/// Resolve a branch/jump target: label, then symbol, then a numeric
/// absolute PC (which must be word-aligned)
fn resolve_target(
    token: &str,
    labels: &HashMap<String, u32>,
    symbols: &HashMap<String, u32>,
    line_no: usize,
) -> Result<u32, AsmError> {
    if is_ident(token) {
        if let Some(&pc) = labels.get(token) {
            return Ok(pc);
        }
        if let Some(&addr) = symbols.get(token) {
            return Ok(addr);
        }
        return Err(err(line_no, AsmErrorKind::UnknownLabel(token.to_owned())));
    }
    let value = parse_immediate(token)
        .ok_or_else(|| err(line_no, AsmErrorKind::BadImmediate(token.to_owned())))?;
    let pc = value as u32;
    if pc % 4 != 0 {
        return Err(err(line_no, AsmErrorKind::MisalignedTarget));
    }
    Ok(pc)
}
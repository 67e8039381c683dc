use clap::Parser;
use clap_num::maybe_hex;
use rustyline::error::ReadlineError;
use rustyline::DefaultEditor;
use rvsim::cpu::MAX_STEPS_PER_REQUEST;
use rvsim::sim::Simulator;
use rvsim::views::disasm;
use std::error::Error;
use std::fs;

/// Assemble and run a RISC-V source file
///
/// Without --interactive the program free-runs until it halts or the
/// step budget is exhausted, then the final machine state is printed.
/// With --interactive an inspection prompt opens instead.
#[derive(Parser, Debug)]
#[command(author, version, about, long_about)]
struct Args {
    /// Path to the assembly source file
    input: String,

    /// Open an interactive stepping prompt
    #[arg(short, long)]
    interactive: bool,

    /// Stop free-running when the PC reaches this address (use 0x
    /// prefix for hexadecimal)
    #[arg(short, long, value_parser=maybe_hex::<u32>)]
    pc_breakpoint: Option<u32>,

    /// Print every effect of every step while free-running
    #[arg(short, long)]
    trace: bool,
}

fn main() -> Result<(), Box<dyn Error>> {
    let args = Args::parse();

    let source = fs::read_to_string(&args.input)?;
    let mut sim = Simulator::new();
    if let Err(error) = sim.assemble(&source) {
        eprintln!("assembly failed: {error}");
        std::process::exit(1);
    }

    if args.interactive {
        interactive(&mut sim)?;
    } else {
        free_run(&mut sim, &args);
    }
    Ok(())
}

fn free_run(sim: &mut Simulator, args: &Args) {
    for _ in 0..MAX_STEPS_PER_REQUEST {
        if let Some(breakpoint) = args.pc_breakpoint {
            if sim.cpu().pc() == breakpoint {
                println!("breakpoint at pc=0x{breakpoint:08x}");
                break;
            }
        }
        let result = sim.step();
        if args.trace {
            if let Some(inst) = &result.inst {
                println!("0x{:08x}: {}", pc_before(&result, sim), disasm::format_instruction(inst, sim.program()));
            }
            for effect in &result.effects {
                println!("    {effect}");
            }
        }
        if result.halted {
            if let Some(trap) = &result.trap {
                println!("trap: {trap} (pc=0x{:08x})", sim.cpu().pc());
            }
            break;
        }
    }
    print_registers(sim);
}

/// The PC the step started from: the before half of its PC effect, or
/// the current PC if the step trapped before advancing
fn pc_before(result: &rvsim::cpu::StepResult, sim: &Simulator) -> u32 {
    result
        .effects
        .iter()
        .find_map(|effect| match effect {
            rvsim::cpu::Effect::Pc { before, .. } => Some(*before),
            _ => None,
        })
        .unwrap_or_else(|| sim.cpu().pc())
}

fn interactive(sim: &mut Simulator) -> Result<(), Box<dyn Error>> {
    println!("interactive simulator; 'help' lists commands");
    let mut editor = DefaultEditor::new()?;
    loop {
        match editor.readline("(rvsim) ") {
            Ok(line) => {
                editor.add_history_entry(line.as_str()).ok();
                if !dispatch(sim, line.trim()) {
                    break;
                }
            }
            Err(ReadlineError::Interrupted) | Err(ReadlineError::Eof) => break,
            Err(error) => {
                eprintln!("input error: {error}");
                break;
            }
        }
    }
    Ok(())
}

/// Run one prompt command; false means quit
fn dispatch(sim: &mut Simulator, line: &str) -> bool {
    let mut words = line.split_whitespace();
    match words.next() {
        None => true,
        Some("help") => {
            println!("step [n]   execute n instructions (default 1), printing effects");
            println!("regs       print the register file");
            println!("mem ADDR   print eight words starting at ADDR (0x prefix ok)");
            println!("disasm     print the program disassembly");
            println!("reset      reset the CPU (memory is kept)");
            println!("quit       leave the prompt");
            true
        }
        Some("step") | Some("s") => {
            let count = words
                .next()
                .and_then(|word| parse_u32(word))
                .unwrap_or(1)
                .clamp(1, MAX_STEPS_PER_REQUEST);
            for _ in 0..count {
                let result = sim.step();
                if let Some(inst) = &result.inst {
                    println!("{}", disasm::format_instruction(inst, sim.program()));
                }
                for effect in &result.effects {
                    println!("    {effect}");
                }
                if result.halted {
                    if let Some(trap) = &result.trap {
                        println!("trap: {trap}");
                    }
                    break;
                }
            }
            true
        }
        Some("regs") => {
            print_registers(sim);
            true
        }
        Some("mem") => {
            match words.next().and_then(parse_u32) {
                Some(base) => print_memory(sim, base),
                None => println!("usage: mem ADDR"),
            }
            true
        }
        Some("disasm") => {
            println!("{}", disasm::render(sim.program()));
            true
        }
        Some("reset") => {
            sim.reset();
            println!("cpu reset");
            true
        }
        Some("quit") | Some("q") | Some("exit") => false,
        Some(other) => {
            println!("unknown command '{other}'; try 'help'");
            true
        }
    }
}

fn parse_u32(word: &str) -> Option<u32> {
    if let Some(hex) = word.strip_prefix("0x").or_else(|| word.strip_prefix("0X")) {
        u32::from_str_radix(hex, 16).ok()
    } else {
        word.parse().ok()
    }
}

fn print_registers(sim: &Simulator) {
    println!("pc = 0x{:08x}", sim.cpu().pc());
    for (n, value) in sim.cpu().regs().iter().enumerate() {
        if *value != 0 || n == 2 {
            println!("x{n:<2} = {value} (0x{:08x})", *value as u32);
        }
    }
}

fn print_memory(sim: &Simulator, base: u32) {
    let base = base & !3;
    for n in 0..8 {
        let addr = base.wrapping_add(4 * n);
        match sim.cpu().memory.load_word(addr) {
            Ok(word) => println!("0x{addr:08x}: 0x{:08x}", word as u32),
            Err(error) => {
                println!("0x{addr:08x}: {error}");
                break;
            }
        }
    }
}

• • •

**Description of the task**
Look through the material above and print exactly the lines from the one containing "fn dispatch(sim: &mut" to the one containing "print eight words", both included, and nothing more.

**Exercise result**
fn dispatch(sim: &mut Simulator, line: &str) -> bool {
    let mut words = line.split_whitespace();
    match words.next() {
        None => true,
        Some("help") => {
            println!("step [n]   execute n instructions (default 1), printing effects");
            println!("regs       print the register file");
            println!("mem ADDR   print eight words starting at ADDR (0x prefix ok)");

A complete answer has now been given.